Background & Aim: Mutation analysis testing and targeting selected regions of multiple genes to facilitate diagnosis, classification and selection of therapy in patients with hematological diseases including acute myeloid leukemia (AML), myeloproliferative neoplasms (MPN), and beta thalassemia was reviewed.

Method: Genetic examinations were carried out by polymerase chain reaction using specific primers to amplify regions of interest. The amplified sequences were then determined by direct sequencing (Sanger sequencing) and quantitative real time PCR.
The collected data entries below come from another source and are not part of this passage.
/// Decide whether the display should be powered, given how long the keypad
/// has been idle.
pub fn display_should_be_on(auto_off_enabled: bool, idle_ms: u64, auto_off_timeout_ms: u64) -> bool {
    !(auto_off_enabled && idle_ms >= auto_off_timeout_ms)
}

/// Decide whether a periodic data fetch is due.
///
/// Never fetches without a link. The first fetch after connecting is due
/// immediately when no fetch has happened yet.
pub fn fetch_due(connected: bool, last_fetch_ms: Option<u64>, now_ms: u64, interval_ms: u64) -> bool {
    if !connected {
        return false;
    }

    match last_fetch_ms {
        Some(last) => now_ms.saturating_sub(last) >= interval_ms,
        None => true,
    }
}

#[cfg(test)]
mod tests {
    use super::*;

    #[test]
    fn display_stays_on_before_timeout() {
        assert!(display_should_be_on(true, 119_999, 120_000));
    }

    #[test]
    fn display_turns_off_at_timeout() {
        assert!(!display_should_be_on(true, 120_000, 120_000));
    }

    #[test]
    fn disabled_auto_off_keeps_display_on() {
        assert!(display_should_be_on(false, u64::MAX, 120_000));
    }

    #[test]
    fn no_fetch_without_link() {
        assert!(!fetch_due(false, None, 1_000_000, 60_000));
    }

    #[test]
    fn first_fetch_is_immediate() {
        assert!(fetch_due(true, None, 0, 60_000));
    }

    #[test]
    fn fetch_waits_for_interval() {
        assert!(!fetch_due(true, Some(10_000), 69_999, 60_000));
        assert!(fetch_due(true, Some(10_000), 70_000, 60_000));
    }

    #[test]
    fn clock_going_backwards_is_not_due() {
        assert!(!fetch_due(true, Some(10_000), 5_000, 60_000));
    }
}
Results & Discussion: This study analyzed JAK2 mutations (exons 12–15) in 1811 patients tested between 2010 and 2013. 271 patients (16%) were positive for JAK2 mutations with median patient age of 54 years. In agreement with previous reports, 262 patients (96.7%) were positive for the JAK2 p.V617F mutation. Non-p.V617F JAK2 mutations were detected in the remaining nine (3.3%) patients. 87 patients (84%) were diagnosed with MPN, 40.2% with PV, 25.2% with ET, 12.6% with MF, 19.5% with unclassifiable MPN and 2.2% with CML. A variety of AML-specific mutations were screened in bone marrow samples of 100 adult and pediatric AML patients diagnosed between 2012–2014 showed 45% positivity for different kind of gene mutations. However, the frequency of these different mutations in AML is lower in our population compared to previously published studies from different international centers. In a total of 123 CML patients analyzed, 25 (20%) were positive for 11 different mutations across the ABL1 kinase domain mutations (11 patients had T315I, three patients with Y253H, two patients with E255K, and two more patients with F317L). 19 different mutations of the HBB gene were identified in all detectable cases (103 patients). Among these mutations c.315+1 G>A, c.118C>T and c.92+5 G>C were detected in majority of cases (66%) with five novel mutations (c.410 G>A, c.-151C>T, c.68_74delAAGTTGG, c.316-3C>A, and c.-31 C>T) that are first time reported in Saudi population.

Conclusions: The results of this study underscore the importance of screening for genetic mutations in the initial evaluation of patients with suspected MPNs and AMLs or during a workup for relapse and TKI therapy resistance.